Start of Block

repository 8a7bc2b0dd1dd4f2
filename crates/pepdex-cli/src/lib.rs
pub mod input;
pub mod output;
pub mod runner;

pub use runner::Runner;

End of Block
Start of Block

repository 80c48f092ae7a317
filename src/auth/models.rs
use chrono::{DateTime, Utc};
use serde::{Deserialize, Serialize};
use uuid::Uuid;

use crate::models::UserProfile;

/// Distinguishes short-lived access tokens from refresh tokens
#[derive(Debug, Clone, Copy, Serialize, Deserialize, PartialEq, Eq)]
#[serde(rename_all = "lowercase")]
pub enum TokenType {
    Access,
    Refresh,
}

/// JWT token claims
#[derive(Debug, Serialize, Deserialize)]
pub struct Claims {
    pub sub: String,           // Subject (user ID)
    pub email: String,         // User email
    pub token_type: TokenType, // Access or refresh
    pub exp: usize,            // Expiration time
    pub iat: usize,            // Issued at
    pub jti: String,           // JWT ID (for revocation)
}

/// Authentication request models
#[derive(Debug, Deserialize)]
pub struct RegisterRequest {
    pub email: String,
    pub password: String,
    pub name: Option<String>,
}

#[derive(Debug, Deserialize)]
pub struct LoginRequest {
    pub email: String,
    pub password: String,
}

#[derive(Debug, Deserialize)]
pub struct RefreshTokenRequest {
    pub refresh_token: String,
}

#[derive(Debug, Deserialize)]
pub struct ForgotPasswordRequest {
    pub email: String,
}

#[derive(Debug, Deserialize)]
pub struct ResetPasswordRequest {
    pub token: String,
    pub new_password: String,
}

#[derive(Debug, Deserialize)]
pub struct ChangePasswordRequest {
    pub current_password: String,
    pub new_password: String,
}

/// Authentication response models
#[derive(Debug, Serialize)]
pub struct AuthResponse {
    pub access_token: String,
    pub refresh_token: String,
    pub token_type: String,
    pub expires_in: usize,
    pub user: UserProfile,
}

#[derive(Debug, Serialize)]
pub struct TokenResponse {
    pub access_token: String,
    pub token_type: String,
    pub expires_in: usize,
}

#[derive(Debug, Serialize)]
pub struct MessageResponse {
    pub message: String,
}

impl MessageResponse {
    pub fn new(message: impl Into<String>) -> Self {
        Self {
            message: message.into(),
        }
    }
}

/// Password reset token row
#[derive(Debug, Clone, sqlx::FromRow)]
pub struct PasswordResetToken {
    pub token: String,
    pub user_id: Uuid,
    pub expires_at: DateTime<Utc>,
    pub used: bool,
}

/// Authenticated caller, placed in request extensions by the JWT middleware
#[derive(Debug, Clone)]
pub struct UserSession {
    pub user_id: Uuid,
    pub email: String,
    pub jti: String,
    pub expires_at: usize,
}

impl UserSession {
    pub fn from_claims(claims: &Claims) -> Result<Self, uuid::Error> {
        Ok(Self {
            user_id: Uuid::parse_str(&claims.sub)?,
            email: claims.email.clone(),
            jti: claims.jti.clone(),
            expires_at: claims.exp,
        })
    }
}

End of Block
Start of Block

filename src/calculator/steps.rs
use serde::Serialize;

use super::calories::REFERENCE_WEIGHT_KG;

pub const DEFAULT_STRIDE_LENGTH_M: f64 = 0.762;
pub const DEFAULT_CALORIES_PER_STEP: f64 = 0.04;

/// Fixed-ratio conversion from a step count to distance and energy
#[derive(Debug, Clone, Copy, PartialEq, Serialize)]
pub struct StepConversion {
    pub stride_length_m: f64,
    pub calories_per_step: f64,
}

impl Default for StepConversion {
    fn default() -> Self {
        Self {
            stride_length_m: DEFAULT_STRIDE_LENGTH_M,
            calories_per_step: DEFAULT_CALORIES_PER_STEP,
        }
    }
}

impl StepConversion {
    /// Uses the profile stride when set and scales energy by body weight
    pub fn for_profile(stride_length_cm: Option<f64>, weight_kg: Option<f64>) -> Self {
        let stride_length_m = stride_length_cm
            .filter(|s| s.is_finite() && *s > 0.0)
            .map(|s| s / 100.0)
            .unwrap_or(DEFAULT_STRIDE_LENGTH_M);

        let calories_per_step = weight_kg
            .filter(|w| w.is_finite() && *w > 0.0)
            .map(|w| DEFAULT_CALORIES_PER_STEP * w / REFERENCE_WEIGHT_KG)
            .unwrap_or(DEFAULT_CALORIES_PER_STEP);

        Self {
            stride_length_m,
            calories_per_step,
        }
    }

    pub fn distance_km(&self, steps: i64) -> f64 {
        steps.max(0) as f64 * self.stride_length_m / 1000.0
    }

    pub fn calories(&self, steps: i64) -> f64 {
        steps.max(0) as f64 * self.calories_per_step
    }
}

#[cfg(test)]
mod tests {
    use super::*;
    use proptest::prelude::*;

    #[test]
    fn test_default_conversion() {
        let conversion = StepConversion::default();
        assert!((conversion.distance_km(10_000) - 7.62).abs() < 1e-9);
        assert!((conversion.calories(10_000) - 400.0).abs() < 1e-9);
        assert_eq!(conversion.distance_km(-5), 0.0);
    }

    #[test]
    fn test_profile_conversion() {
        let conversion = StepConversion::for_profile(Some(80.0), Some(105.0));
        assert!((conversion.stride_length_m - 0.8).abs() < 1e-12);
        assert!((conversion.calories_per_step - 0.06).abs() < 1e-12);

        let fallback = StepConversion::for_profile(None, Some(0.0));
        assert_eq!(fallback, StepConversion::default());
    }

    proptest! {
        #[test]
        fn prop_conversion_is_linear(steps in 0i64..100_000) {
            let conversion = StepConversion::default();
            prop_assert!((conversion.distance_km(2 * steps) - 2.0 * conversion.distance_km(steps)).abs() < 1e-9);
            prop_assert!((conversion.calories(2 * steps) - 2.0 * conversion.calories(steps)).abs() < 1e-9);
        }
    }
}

End of Block

What to work on: The response must contain each line above that holds the string "repository".

Answer to this exercise:
repository 8a7bc2b0dd1dd4f2
repository 80c48f092ae7a317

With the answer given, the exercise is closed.